The share of American households that rely on financial advisors for investment and savings decisions has increased from 20% in 1995 to 30% over the past three decades. Among those with non-retirement investment accounts, nearly 60% reported using an advisor in 2019, according to a recent study by researchers at Harvard Business School, Northwestern University’s Kellogg School of Management and Stanford Graduate School of Business.
Despite this growth, a widespread perception exists that many advisors are dishonest. And this distrust is warranted, the study says, as about 1 in 15 advisors has a history of serious misconduct, rising to 1 in 6 in certain regions and firms, according to the Financial Industry Regulatory Authority’s BrokerCheck as of January 2024.
In 2016, the researchers ranked firms by the share of advisors with a past record of misconduct. In the most recent study, they found that misconduct rates fell and the top 20 firms, whose names had been published, but remained stable at the next 20 firms, whose names had not.
The study defines misconduct as any criminal or regulatory offenses, customer disputes resulting in a settlement or employment separations following allegations. It says that the measure of misconduct is likely an underestimate: Some misconduct may go undetected or unreported, and cases that are resolved in the advisor’s favor, although not classified as misconduct, may still reflect underlying misconduct.

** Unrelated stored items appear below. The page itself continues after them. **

//! # bevy_bezier_3d
//!
//! A Bevy plugin for cubic Bézier curves in 3D with editor gizmo visualization.
//!
//! ## Features
//!
//! - Closed-form point, tangent and signed heading queries
//! - Pluggable [`BezierRenderer`](curve::BezierRenderer); drawing is a no-op without one
//! - Gizmo drawing of every curve entity (feature `editor`)
//! - Entities pinned and oriented along curves
//! - Serializable with Bevy's scene system (RON format)
//!
//! ## Quick Start
//!
//! ```ignore
//! use bevy::prelude::*;
//! use bevy_bezier_3d::prelude::*;
//!
//! fn main() {
//!     App::new()
//!         .add_plugins(DefaultPlugins)
//!         .add_plugins(BezierPlugin)
//!         .add_plugins(BezierEditorPlugin)  // Optional: draws curves with gizmos
//!         .add_systems(Startup, setup)
//!         .run();
//! }
//!
//! fn setup(mut commands: Commands) {
//!     commands.spawn(
//!         CubicBezierCurve::new(
//!             Vec3::new(0.0, 0.0, 0.0),
//!             Vec3::new(0.0, 1.0, 0.0),
//!             Vec3::new(1.0, 1.0, 0.0),
//!             Vec3::new(1.0, 0.0, 0.0),
//!         )
//!         .with_color(Color::WHITE)
//!         .with_width(2.0),
//!     );
//! }
//! ```
//!
//! ## Plugins
//!
//! - [`BezierPlugin`]: Curve type registration (required)
//! - [`BezierEditorPlugin`]: Gizmo drawing of curves (optional)
//! - [`BezierAlignPlugin`]: Keep entities on curves (optional)
//!
//! ## Drawing without Bevy gizmos
//!
//! ```ignore
//! curve.draw(&mut NoopRenderer);          // headless
//! curve.draw(&mut None::<MyRenderer>);    // renderer not available
//! curve.draw(&mut my_renderer);           // anything implementing BezierRenderer
//! ```

pub mod align;
pub mod curve;
pub mod geometry;

#[cfg(feature = "editor")]
pub mod editor;

pub use align::BezierAlignPlugin;
pub use curve::BezierPlugin;

#[cfg(feature = "editor")]
pub use editor::BezierEditorPlugin;

/// Convenient re-exports of commonly used types.
pub mod prelude {
    pub use crate::align::{AlignToCurve, BezierAlignPlugin};
    pub use crate::curve::{
        BezierPlugin, BezierRenderer, CubicBezierCurve, NoopRenderer, TangentMode,
    };
    pub use crate::geometry::HeadingAxes;

    #[cfg(feature = "editor")]
    pub use crate::editor::{BezierEditorPlugin, EditorSettings, GizmoBezierRenderer};
}
mod gizmos;

pub use gizmos::{
    curve_stroke_points, is_drawable_width, render_bezier_curves, GizmoBezierRenderer,
};

use bevy::{gizmos::config::GizmoConfigStore, prelude::*};

/// Settings for drawing curves in the editor.
#[derive(Resource, Debug, Clone)]
pub struct EditorSettings {
    /// Whether to show gizmos at all.
    pub show_gizmos: bool,
    /// Whether to show handle lines from endpoints to their handles.
    pub show_handles: bool,
    /// Number of line segments used to stroke each curve.
    pub curve_resolution: usize,
    /// Gizmo line width shared by every curve.
    pub line_width: f32,
    /// Color of handle lines and handle points.
    pub handle_color: Color,
    /// Radius of the spheres drawn at handle positions.
    pub handle_point_radius: f32,
}

impl Default for EditorSettings {
    fn default() -> Self {
        Self {
            show_gizmos: true,
            show_handles: true,
            curve_resolution: 32,
            line_width: 3.0,
            handle_color: Color::srgba(0.6, 0.6, 0.6, 0.5),
            handle_point_radius: 0.05,
        }
    }
}

impl EditorSettings {
    /// Toggle gizmo visibility.
    pub fn toggle_gizmos(&mut self) {
        self.show_gizmos = !self.show_gizmos;
    }
}

/// System to sync editor settings to gizmo config.
fn sync_gizmo_config(
    settings: Res<EditorSettings>,
    mut config_store: ResMut<GizmoConfigStore>,
) {
    if !settings.is_changed() {
        return;
    }
    let (config, _) = config_store.config_mut::<DefaultGizmoConfigGroup>();
    config.line.width = settings.line_width;
}

/// Plugin that draws every [`CubicBezierCurve`](crate::curve::CubicBezierCurve) with gizmos.
///
/// This plugin requires `BezierPlugin` to be added first, and Bevy's gizmo
/// plugin (part of `DefaultPlugins`).
///
/// Toggle drawing at runtime through [`EditorSettings`]:
/// ```ignore
/// fn toggle(mut settings: ResMut<EditorSettings>) {
///     settings.toggle_gizmos();
/// }
/// ```
pub struct BezierEditorPlugin;

impl Plugin for BezierEditorPlugin {
    fn build(&self, app: &mut App) {
        debug!("adding Bézier editor gizmos");
        app.init_resource::<EditorSettings>().add_systems(
            Update,
            (sync_gizmo_config, gizmos::render_bezier_curves).chain(),
        );
    }
}
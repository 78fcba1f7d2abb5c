use bevy::prelude::*;

/// Which formula [`CubicBezierCurve::tangent`](super::CubicBezierCurve::tangent) uses.
#[derive(Debug, Clone, Copy, PartialEq, Eq, Default, Reflect)]
#[reflect(Default)]
pub enum TangentMode {
    /// Exact first derivative of the cubic Bézier polynomial.
    #[default]
    Analytic,
    /// Formula kept for parity with older curve data.
    ///
    /// Known deviation: the last term uses `p2` where `p3` belongs, so the
    /// result only matches [`TangentMode::Analytic`] when `p2 == p3`.
    Legacy,
}

impl TangentMode {
    /// Get the display name for this mode.
    pub fn name(&self) -> &'static str {
        match self {
            Self::Analytic => "Analytic",
            Self::Legacy => "Legacy",
        }
    }

    /// Evaluate the tangent of the curve `p0..p3` at `t` with this mode.
    pub fn tangent(self, p0: Vec3, p1: Vec3, p2: Vec3, p3: Vec3, t: f32) -> Vec3 {
        match self {
            Self::Analytic => cubic_bezier_derivative(p0, p1, p2, p3, t),
            Self::Legacy => legacy_cubic_bezier_tangent(p0, p1, p2, t),
        }
    }
}

/// Bernstein weights of the four control points at `t`.
///
/// On `[0, 1]` every weight is non-negative and they sum to one.
pub fn bernstein_weights(t: f32) -> [f32; 4] {
    let t2 = t * t;
    let t3 = t2 * t;
    let mt = 1.0 - t;
    let mt2 = mt * mt;
    let mt3 = mt2 * mt;

    [mt3, 3.0 * mt2 * t, 3.0 * mt * t2, t3]
}

/// Point on the cubic Bézier `p0..p3` at `t`. `t` is not clamped.
pub fn cubic_bezier(p0: Vec3, p1: Vec3, p2: Vec3, p3: Vec3, t: f32) -> Vec3 {
    let [w0, w1, w2, w3] = bernstein_weights(t);

    p0 * w0 + p1 * w1 + p2 * w2 + p3 * w3
}

/// First derivative of the cubic Bézier `p0..p3` at `t`.
pub fn cubic_bezier_derivative(p0: Vec3, p1: Vec3, p2: Vec3, p3: Vec3, t: f32) -> Vec3 {
    let t2 = t * t;
    let mt = 1.0 - t;
    let mt2 = mt * mt;

    (p1 - p0) * 3.0 * mt2 + (p2 - p1) * 6.0 * mt * t + (p3 - p2) * 3.0 * t2
}

/// The legacy tangent formula. `p3` never takes part.
pub fn legacy_cubic_bezier_tangent(p0: Vec3, p1: Vec3, p2: Vec3, t: f32) -> Vec3 {
    let mt = 1.0 - t;

    -3.0 * p0 * mt * mt
        + 3.0 * p1 * mt * (1.0 - 3.0 * t)
        + 3.0 * p2 * t * (2.0 - 3.0 * t)
        + 3.0 * p2 * t * t
}
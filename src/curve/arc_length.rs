//! Arc length approximation for Bézier curves.
//!
//! Lengths come from flattening the curve into a polyline, so accuracy grows
//! with the sample count.

use super::CubicBezierCurve;

/// Default number of samples for arc length calculations.
pub const DEFAULT_ARC_LENGTH_SAMPLES: usize = 128;

impl CubicBezierCurve {
    /// Approximate the curve length by summing `samples` straight segments.
    ///
    /// With zero samples this is the chord length from `p0` to `p3`.
    pub fn approximate_length(&self, samples: usize) -> f32 {
        approximate_arc_length(self, samples)
    }
}

/// Approximate the total arc length of a curve between t = 0 and t = 1.
pub fn approximate_arc_length(curve: &CubicBezierCurve, samples: usize) -> f32 {
    let samples = samples.max(1);
    let mut length = 0.0;
    let mut prev_point = curve.evaluate(0.0);

    for i in 1..=samples {
        let t = i as f32 / samples as f32;
        let point = curve.evaluate(t);
        length += prev_point.distance(point);
        prev_point = point;
    }

    length
}
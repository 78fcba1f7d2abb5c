//! Placing and orienting entities along Bézier curves.
//!
//! Useful for markers, signposts, or anything that should sit on a curve at a
//! fixed parameter and face along it.
//!
//! # Example
//!
//! ```rust,ignore
//! use bevy::prelude::*;
//! use bevy_bezier_3d::prelude::*;
//!
//! fn setup(mut commands: Commands) {
//!     let curve = commands.spawn(CubicBezierCurve::new(
//!         Vec3::new(0.0, 0.0, 0.0),
//!         Vec3::new(0.0, 2.0, 0.0),
//!         Vec3::new(4.0, 2.0, 0.0),
//!         Vec3::new(4.0, 0.0, 0.0),
//!     )).id();
//!
//!     commands.spawn((Transform::default(), AlignToCurve::new(curve).with_t(0.25)));
//! }
//! ```

mod components;
mod systems;

pub use components::*;
pub use systems::align_to_curves;

use bevy::prelude::*;

/// Plugin that keeps [`AlignToCurve`] entities on their curves.
pub struct BezierAlignPlugin;

impl Plugin for BezierAlignPlugin {
    fn build(&self, app: &mut App) {
        app.register_type::<AlignToCurve>()
            .add_systems(Update, systems::align_to_curves);
    }
}
//! Geometry utilities for orienting things along curves.

use bevy::prelude::*;

/// Axes used to turn a direction into a signed heading angle.
///
/// The heading is the unsigned angle between `reference` and the direction,
/// negated when the direction points against `secondary`.
#[derive(Debug, Clone, Copy, PartialEq, Reflect)]
#[reflect(Default)]
pub struct HeadingAxes {
    /// Axis the angle is measured from (heading 0).
    pub reference: Vec3,
    /// Axis whose sign decides whether the heading is positive or negative.
    pub secondary: Vec3,
}

impl Default for HeadingAxes {
    fn default() -> Self {
        Self {
            reference: Vec3::X,
            secondary: Vec3::Y,
        }
    }
}

impl HeadingAxes {
    /// Create heading axes from a reference and a secondary axis.
    pub fn new(reference: Vec3, secondary: Vec3) -> Self {
        Self {
            reference,
            secondary,
        }
    }

    /// Signed angle in degrees from `reference` to `direction`, in `(-180, 180]`.
    ///
    /// Returns `0.0` for a zero (or non-finite) direction, which has no angle.
    /// Any nonzero direction has a heading, however short or long it is.
    pub fn signed_angle(&self, direction: Vec3) -> f32 {
        let (Some(direction), Some(reference)) =
            (rescaled(direction), rescaled(self.reference))
        else {
            return 0.0;
        };

        let angle = reference
            .cross(direction)
            .length()
            .atan2(reference.dot(direction))
            .to_degrees()
            .min(180.0);

        // Exactly opposite the reference stays at +180.
        if direction.dot(self.secondary) < 0.0 && angle < 180.0 {
            -angle
        } else {
            angle
        }
    }
}

/// Scale a vector so its largest component has magnitude one.
///
/// Keeps lengths, dot and cross products away from f32 overflow and underflow.
fn rescaled(v: Vec3) -> Option<Vec3> {
    let max = v.abs().max_element();
    (max > 0.0 && v.is_finite()).then(|| v / max)
}
mod arc_length;
mod components;
mod render;
mod types;

pub use arc_length::*;
pub use components::*;
pub use render::*;
pub use types::*;

use bevy::prelude::*;

use crate::geometry::HeadingAxes;

/// Plugin that registers curve types for reflection/serialization.
/// This plugin does NOT draw anything - use `BezierEditorPlugin` for that.
pub struct BezierPlugin;

impl Plugin for BezierPlugin {
    fn build(&self, app: &mut App) {
        debug!("registering cubic Bézier curve types");
        app.register_type::<CubicBezierCurve>()
            .register_type::<TangentMode>()
            .register_type::<HeadingAxes>();
    }
}
//! Curve gizmo rendering.

use bevy::prelude::*;

use crate::curve::{cubic_bezier, BezierRenderer, CubicBezierCurve};

use super::EditorSettings;

/// [`BezierRenderer`] that strokes curves with Bevy gizmos.
///
/// The curve is flattened into a line strip. Gizmo line width is global per
/// config group, so the per-curve width only decides whether anything is
/// drawn: non-positive or non-finite widths are skipped.
pub struct GizmoBezierRenderer<'a, 'w, 's> {
    gizmos: &'a mut Gizmos<'w, 's>,
    resolution: usize,
    transform: GlobalTransform,
    handles: Option<(Color, f32)>,
}

impl<'a, 'w, 's> GizmoBezierRenderer<'a, 'w, 's> {
    /// Stroke curves with `resolution` line segments each.
    pub fn new(gizmos: &'a mut Gizmos<'w, 's>, resolution: usize) -> Self {
        Self {
            gizmos,
            resolution,
            transform: GlobalTransform::IDENTITY,
            handles: None,
        }
    }

    /// Transform curve points from local to world space before drawing.
    pub fn with_transform(mut self, transform: GlobalTransform) -> Self {
        self.transform = transform;
        self
    }

    /// Also draw handle lines and handle points in `color`.
    pub fn with_handles(mut self, color: Color, point_radius: f32) -> Self {
        self.handles = Some((color, point_radius));
        self
    }
}

impl BezierRenderer for GizmoBezierRenderer<'_, '_, '_> {
    fn draw_bezier(
        &mut self,
        start: Vec3,
        end: Vec3,
        start_handle: Vec3,
        end_handle: Vec3,
        color: Color,
        width: f32,
    ) {
        if !is_drawable_width(width) {
            trace!("skipping curve stroke with width {width}");
            return;
        }

        let points = curve_stroke_points(
            [start, start_handle, end_handle, end],
            self.resolution,
            &self.transform,
        );
        self.gizmos.linestrip(points, color);

        if let Some((handle_color, radius)) = self.handles {
            let [start, start_handle, end_handle, end] = [start, start_handle, end_handle, end]
                .map(|p| self.transform.transform_point(p));
            self.gizmos.line(start, start_handle, handle_color);
            self.gizmos.line(end, end_handle, handle_color);
            for handle in [start_handle, end_handle] {
                self.gizmos
                    .sphere(Isometry3d::from_translation(handle), radius, handle_color);
            }
        }
    }
}

/// Whether a stroke of this width produces anything.
pub fn is_drawable_width(width: f32) -> bool {
    width > 0.0 && width.is_finite()
}

/// Flatten a curve given as `[start, start_handle, end_handle, end]` into
/// `resolution + 1` world-space points.
pub fn curve_stroke_points(
    [p0, p1, p2, p3]: [Vec3; 4],
    resolution: usize,
    transform: &GlobalTransform,
) -> Vec<Vec3> {
    let resolution = resolution.max(1);
    (0..=resolution)
        .map(|i| {
            let t = i as f32 / resolution as f32;
            transform.transform_point(cubic_bezier(p0, p1, p2, p3, t))
        })
        .collect()
}

/// System to render all curves using Bevy gizmos.
///
/// Curves on entities with a [`GlobalTransform`] are drawn in world space,
/// others as-is.
pub fn render_bezier_curves(
    settings: Res<EditorSettings>,
    curves: Query<(&CubicBezierCurve, Option<&GlobalTransform>)>,
    mut gizmos: Gizmos,
) {
    if !settings.show_gizmos {
        return;
    }

    for (curve, global_transform) in &curves {
        let mut renderer = GizmoBezierRenderer::new(&mut gizmos, settings.curve_resolution)
            .with_transform(global_transform.copied().unwrap_or(GlobalTransform::IDENTITY));
        if settings.show_handles {
            renderer = renderer.with_handles(settings.handle_color, settings.handle_point_radius);
        }
        curve.draw(&mut renderer);
    }
}
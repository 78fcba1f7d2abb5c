//! The rendering collaborator a curve draws itself through.

use bevy::prelude::*;

/// Something that can stroke a cubic Bézier curve.
///
/// Curves never read anything back from a renderer; drawing is a one-way
/// delegation. Implement this to route curves to gizmos, a debug overlay, or a
/// recorder in tests.
pub trait BezierRenderer {
    /// Stroke a curve from `start` to `end` shaped by the two handles.
    fn draw_bezier(
        &mut self,
        start: Vec3,
        end: Vec3,
        start_handle: Vec3,
        end_handle: Vec3,
        color: Color,
        width: f32,
    );
}

/// Renderer that draws nothing. Used in headless builds and tests.
#[derive(Debug, Clone, Copy, Default)]
pub struct NoopRenderer;

impl BezierRenderer for NoopRenderer {
    fn draw_bezier(&mut self, _: Vec3, _: Vec3, _: Vec3, _: Vec3, _: Color, _: f32) {}
}

/// An absent renderer is a no-op.
impl<R: BezierRenderer> BezierRenderer for Option<R> {
    fn draw_bezier(
        &mut self,
        start: Vec3,
        end: Vec3,
        start_handle: Vec3,
        end_handle: Vec3,
        color: Color,
        width: f32,
    ) {
        if let Some(renderer) = self {
            renderer.draw_bezier(start, end, start_handle, end_handle, color, width);
        }
    }
}

impl<R: BezierRenderer + ?Sized> BezierRenderer for &mut R {
    fn draw_bezier(
        &mut self,
        start: Vec3,
        end: Vec3,
        start_handle: Vec3,
        end_handle: Vec3,
        color: Color,
        width: f32,
    ) {
        (**self).draw_bezier(start, end, start_handle, end_handle, color, width);
    }
}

According to early 2024 data gathered for the study, about 450 firms employed at least 100 financial advisors. At a quarter of firms, less than 2% of advisors had a misconduct record. In contrast, among the top 10% of firms, 18% of advisors had misconduct records, and at the top 1%, this figure rose to 36%.
Here are the 10 firms with the biggest share of advisors with a past record of misconduct as of 2024 among firms that employ at least 1,000 financial advisors:
- Oppenheimer & Co.: 1,851 advisors; 17.02% misconduct rate
- Cetera Advisors: 2,145; 12.96%
- Wells Fargo Advisors Financial Network: 3,111; 12.92%
- Stifel, Nicolaus & Co.: 5,054; 12.41%
- UBS Financial Services: 11,211; 11.94%
- Securities America: 3,161; 11.86%
- Purshe Kaplan Sterling Investments: 1,620; 11.73%
- Janney Montgomery Scott: 1,728; 11.52%
- Cetera Advisor Networks: 4,824; 11.44%
- Osaic Wealth: 5,376; 11.35%
'Naming and Shaming'
The study’s findings suggest that investors’ lack of financial sophistication is a key issue in the prevalence of misconduct in the industry, and that making enhanced disclosure of that misconduct could be an effective policy response.
In a 2016 study, the researchers published a list of the 20 firms with the highest misconduct rates. Major outlets such as Bloomberg and Financial Times published the results. In the months following the flurry of publicity, several firms on the list publicly committed to addressing misconduct.
To establish whether these firms altered their behavior, the researchers designed a study that included the 20 firms on the list and, as a control group, the firms ranked 21 to 40 that also had elevated misconduct rates in 2016 but were not included on the published list.
For each firm in both groups, they calculated the share of advisors with misconduct records at the year-by-firm level using updated BrokerCheck data. They then analyzed how the misconduct rate changed for the listed and control firms from 2011 to 2019, covering four years before and after the public disclosure of the top 20 firms’ misconduct rates.
The results showed that the share of advisors with misconduct records fell by 1.3 percentage points at the firms on the list, while it remained stable at the control group firms. Given that the average misconduct rate at 20 firms had been 12%, this represents a 10% reduction, according to the study.
“Overall, the ‘naming and shaming’ disclosure policy appears to have made the product and labor markets function more efficiently,” the report says.